Farelerde Nöromüsküler Kavşakların Kombine Konfokal ve Süper Redüksiyonlu Mikroskopi ile Karakterizasyonu

Bu protokol, basit bir prosedür kullanarak nöromüsküler kavşakların 3D yapısını elektron mikroskobuna yakın bir çözünürlükte nicel olarak analiz etmeye yardımcı olur. Bu protokolün temel avantajı, kas örneklerinin benzer şekilde işlenmesi ve konfokal ve STED mikroskopisi için immüno-etiketli olmasıdır, bu da hayvan modellerinde doğru nöromüsküler kavşak yapısı değerlendirmesi için zamanı azaltır. Geliştirdiğimiz morfolojik niceleme, diğer hücre altı yapıları analiz etmek için kolayca uyarlanabilir.

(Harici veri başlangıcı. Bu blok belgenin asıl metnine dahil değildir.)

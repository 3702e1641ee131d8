//! Grocery list API endpoints.

use api_types::grocery::{GroceryItemView, GroceryListResponse, MoveToInventory};
use axum::{Extension, Json, extract::State, http::StatusCode};

use crate::{ServerError, server::ServerState, user};

fn map_item(record: engine::GroceryItem) -> GroceryItemView {
    GroceryItemView {
        item: record.item,
        category: record.category,
        required_for: record.required_for,
    }
}

pub async fn list(
    Extension(user): Extension<user::Model>,
    State(state): State<ServerState>,
) -> Result<Json<GroceryListResponse>, ServerError> {
    let items = state
        .engine
        .grocery_list(&user.username)
        .await?
        .into_iter()
        .map(map_item)
        .collect();

    Ok(Json(GroceryListResponse { items }))
}

pub async fn move_to_inventory(
    Extension(user): Extension<user::Model>,
    State(state): State<ServerState>,
    Json(payload): Json<MoveToInventory>,
) -> Result<StatusCode, ServerError> {
    state
        .engine
        .move_to_inventory(&payload.item, &user.username)
        .await?;
    Ok(StatusCode::OK)
}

Kas alaycılığı ve immün boyamaların nasıl yapıldığını gösterecek ve bu protokolün başarılı bir şekilde uygulanması için bazı önerilerde bulunacak olan ekibimden bir bilim adamı olan Dr. Martina Marinello'yu tanıtmaktan mutluluk duyuyorum. Genethon'un görüntüleme platformundan Dr. Jeremie Cosette'i tanıtmaktan mutluluk duyuyorum, o da konfokal ve STED mikroskopları kullanarak görüntü toplama ve analiz gösterecek. Ötanizasyon sonrası, iki ince tırtıklı forseps kullanarak tibialis anterior kaslarını yaklaşık bir milimetre genişliğindeki küçük lif demetlerinde alay etmeye başlayın.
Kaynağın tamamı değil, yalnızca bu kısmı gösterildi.